К Н. М. и к другим вдовам приходили и русские, и иностранные специалисты, писавшие статьи и диссертации, – иностранцы официально, а большинство русских в порядке личной инициативы. Впрочем, был прецедент в прошлом веке. Когда Николай I запретил изучать философию в университетах, этим занялись в кружках и знаменитых салонах Станкевича, Панаевой и других. Так что влиятельные писатели, такие, как Пушкин, Герцен или Тургенев, настоящее образование получали не в царских школах, а в философских салонах своего времени. Двум скромным комнатам Н. М. было далеко до аристократических гостиных прошлого века, но тем более впечатляет ее интеллектуальное влияние.
Н. М. неожиданно выпала роль совести нации – в первую очередь, именно это влекло к ней людей и сделало на тихий лад учителем, не только свидетелем из мира поэзии, но и свидетелем небывалого безумия, охватившего Россию после революции. Быть рядом с ней значило прикоснуться к живому поэту Мандельштаму. Салон ее слышал много дискуссий о литературе, но думаю, чаще люди приходили, чтобы услышать прямые слова о психологии и функционировании террора. Никто больше не отваживался сказать о России то, что говорила она, – сардонически, очаровательно тихим голосом.

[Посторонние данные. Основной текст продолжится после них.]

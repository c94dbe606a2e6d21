//! # labd Core Library
//!
//! A long-running daemon that owns the lab's instruments and runs timed
//! measurement sequences on behalf of short-lived clients. The `labd` binary
//! (`main.rs`) is a thin CLI over this library.
//!
//! ## Crate Structure
//!
//! - **`config`**: YAML + environment configuration loaded with `figment`,
//!   see `config::DaemonConfig`.
//! - **`error`**: the `LabError` enum and the error kinds sent to clients.
//! - **`tracing_init`**: `tracing-subscriber` setup for the daemon and the CLI.
//! - **`serial`**: the port arbiter. One worker per serial port serializes
//!   writes and queries from every instrument sharing that port.
//! - **`hardware`**: capability traits (`Openable`, `ConnectionTestable`,
//!   `VoltageCurrentControllable`), the simulated and TDK-Lambda ZUP power
//!   supplies, and the driver registry used to build instruments from config.
//! - **`experiment`**: the `Experiment` trait, sequence files, the scheduler
//!   that drives them and CSV storage of the results.
//! - **`daemon`**: request types and handlers, the TCP server, the typed
//!   client and the PID-marker singleton lifecycle.

pub mod config;
pub mod daemon;
pub mod error;
pub mod experiment;
pub mod hardware;
pub mod serial;
pub mod tracing_init;
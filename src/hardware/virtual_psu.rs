//! Simulated Power Supplies
//!
//! In-memory power supplies for running the daemon without hardware. They
//! never touch the port arbiter.
//!
//! # Available Simulations
//!
//! - `VirtualPowerSupply` - ideal supply driving a resistive load
//! - `BrokenPowerSupply` - opens fine but never passes a connection test
//!
//! # Load Model
//!
//! With the output on, the supply regulates whichever limit is hit first:
//! `I = min(V_target / R, I_target)` and `V = I * R`. When the measured voltage
//! equals the target the supply reports constant-voltage mode, otherwise
//! constant-current.

use super::capabilities::{
    ConnectionTestable, Openable, PowerSupplyMode, VoltageCurrentControllable,
};
use crate::error::{AppResult, LabError};
use async_trait::async_trait;
use serde::Deserialize;
use std::sync::Arc;
use tokio::sync::RwLock;

#[derive(Debug, Clone, Copy, Default)]
struct SupplyState {
    output_on: bool,
    target_voltage: f64,
    target_current: f64,
}

/// Arguments accepted by the `virtual.power_supply` driver.
#[derive(Debug, Clone, Deserialize)]
pub struct VirtualPowerSupplyArgs {
    /// Resistance seen at the output terminals
    #[serde(default = "default_load")]
    pub load_in_ohms: f64,
}

fn default_load() -> f64 {
    10.0
}

/// Ideal power supply with a resistive load.
///
/// # Example
///
/// ```rust,ignore
/// let psu = VirtualPowerSupply::new(5.0);
/// psu.set_target_voltage(8.0).await?;
/// psu.set_target_current(3.0).await?;
/// psu.set_output_on(true).await?;
/// assert_eq!(psu.get_actual_current().await?, 1.6);
/// ```
#[derive(Debug, Clone)]
pub struct VirtualPowerSupply {
    load_in_ohms: f64,
    state: Arc<RwLock<SupplyState>>,
}

impl VirtualPowerSupply {
    /// New supply, output off and both targets at zero.
    pub fn new(load_in_ohms: f64) -> Self {
        Self {
            load_in_ohms,
            state: Arc::new(RwLock::new(SupplyState::default())),
        }
    }

    pub fn from_args(args: VirtualPowerSupplyArgs) -> AppResult<Self> {
        if !(args.load_in_ohms.is_finite() && args.load_in_ohms > 0.0) {
            return Err(LabError::Configuration(format!(
                "load_in_ohms must be a positive number, got {}",
                args.load_in_ohms
            )));
        }
        Ok(Self::new(args.load_in_ohms))
    }

    pub fn load_in_ohms(&self) -> f64 {
        self.load_in_ohms
    }

    fn output_current(&self, state: &SupplyState) -> f64 {
        if !state.output_on {
            return 0.0;
        }
        (state.target_voltage / self.load_in_ohms).min(state.target_current)
    }
}

#[async_trait]
impl Openable for VirtualPowerSupply {
    async fn open(&self) -> AppResult<()> {
        Ok(())
    }

    async fn close(&self) -> AppResult<()> {
        Ok(())
    }
}

#[async_trait]
impl ConnectionTestable for VirtualPowerSupply {
    async fn test_connection(&self) -> AppResult<()> {
        Ok(())
    }
}

#[async_trait]
impl VoltageCurrentControllable for VirtualPowerSupply {
    async fn get_mode(&self) -> AppResult<PowerSupplyMode> {
        let state = *self.state.read().await;
        let actual = self.output_current(&state) * self.load_in_ohms;
        if is_close(actual, state.target_voltage) {
            Ok(PowerSupplyMode::ConstantVoltage)
        } else {
            Ok(PowerSupplyMode::ConstantCurrent)
        }
    }

    async fn is_output_on(&self) -> AppResult<bool> {
        Ok(self.state.read().await.output_on)
    }

    async fn set_output_on(&self, on: bool) -> AppResult<()> {
        self.state.write().await.output_on = on;
        Ok(())
    }

    async fn get_target_voltage(&self) -> AppResult<f64> {
        Ok(self.state.read().await.target_voltage)
    }

    async fn get_actual_voltage(&self) -> AppResult<f64> {
        let state = *self.state.read().await;
        Ok(self.output_current(&state) * self.load_in_ohms)
    }

    async fn set_target_voltage(&self, volts: f64) -> AppResult<()> {
        self.state.write().await.target_voltage = volts;
        Ok(())
    }

    async fn get_target_current(&self) -> AppResult<f64> {
        Ok(self.state.read().await.target_current)
    }

    async fn get_actual_current(&self) -> AppResult<f64> {
        let state = *self.state.read().await;
        Ok(self.output_current(&state))
    }

    async fn set_target_current(&self, amps: f64) -> AppResult<()> {
        self.state.write().await.target_current = amps;
        Ok(())
    }
}

/// Relative tolerance comparison, exact at zero.
fn is_close(a: f64, b: f64) -> bool {
    a == b || (a - b).abs() <= 1e-9 * a.abs().max(b.abs())
}

/// Simulated supply that is always unreachable.
///
/// Everything except `test_connection` behaves like [`VirtualPowerSupply`].
#[derive(Debug, Clone)]
pub struct BrokenPowerSupply {
    inner: VirtualPowerSupply,
}

impl BrokenPowerSupply {
    pub fn new(load_in_ohms: f64) -> Self {
        Self {
            inner: VirtualPowerSupply::new(load_in_ohms),
        }
    }
}

#[async_trait]
impl Openable for BrokenPowerSupply {
    async fn open(&self) -> AppResult<()> {
        self.inner.open().await
    }

    async fn close(&self) -> AppResult<()> {
        self.inner.close().await
    }
}

#[async_trait]
impl ConnectionTestable for BrokenPowerSupply {
    async fn test_connection(&self) -> AppResult<()> {
        Err(LabError::Unavailable("Unavailable device".into()))
    }
}

#[async_trait]
impl VoltageCurrentControllable for BrokenPowerSupply {
    async fn get_mode(&self) -> AppResult<PowerSupplyMode> {
        self.inner.get_mode().await
    }

    async fn is_output_on(&self) -> AppResult<bool> {
        self.inner.is_output_on().await
    }

    async fn set_output_on(&self, on: bool) -> AppResult<()> {
        self.inner.set_output_on(on).await
    }

    async fn get_target_voltage(&self) -> AppResult<f64> {
        self.inner.get_target_voltage().await
    }

    async fn get_actual_voltage(&self) -> AppResult<f64> {
        self.inner.get_actual_voltage().await
    }

    async fn set_target_voltage(&self, volts: f64) -> AppResult<()> {
        self.inner.set_target_voltage(volts).await
    }

    async fn get_target_current(&self) -> AppResult<f64> {
        self.inner.get_target_current().await
    }

    async fn get_actual_current(&self) -> AppResult<f64> {
        self.inner.get_actual_current().await
    }

    async fn set_target_current(&self, amps: f64) -> AppResult<()> {
        self.inner.set_target_current(amps).await
    }
}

И когда вышла вторая книга воспоминаний Н. М., где осуждение некоторых “литературных героев” двадцатых и тридцатых годов оказалось чересчур откровенным, те же люди, которые с энтузиазмом приняли ее первую книгу, от нее отшатнулись. Для очень многих русских правде есть предел.
Страсть к агиографии – часть желания оберечь прошлое. Видеть его красивым, справедливым и трагическим.
К несчастью, в ХХ веке литература в СССР стала большим бизнесом. У официальной корпорации собственные традиции, в том числе производство огромной массы серой вторичной литературы, поддерживающей официально одобряемые фигуры: если о писателе написано много статей, книг, диссертаций, мемуаров и библиографий, проводятся конференции и т. д., человек начинает верить, что это значительный писатель. Даже если он стал перворазрядным поденщиком партии, как Федин или Леонов, это, наверное, так. В конце концов все (русские и иностранцы) так и рассуждают: если его черновики, варианты, дневники и восьмитомное собрание сочинений выходят стотысячным тиражом и книг уже нет в магазинах – значит, он важен. В этом советская власть убедила многих иностранцев, от Эрнеста Дж. Симмонса в прошлом до Клауса Менерта в настоящем.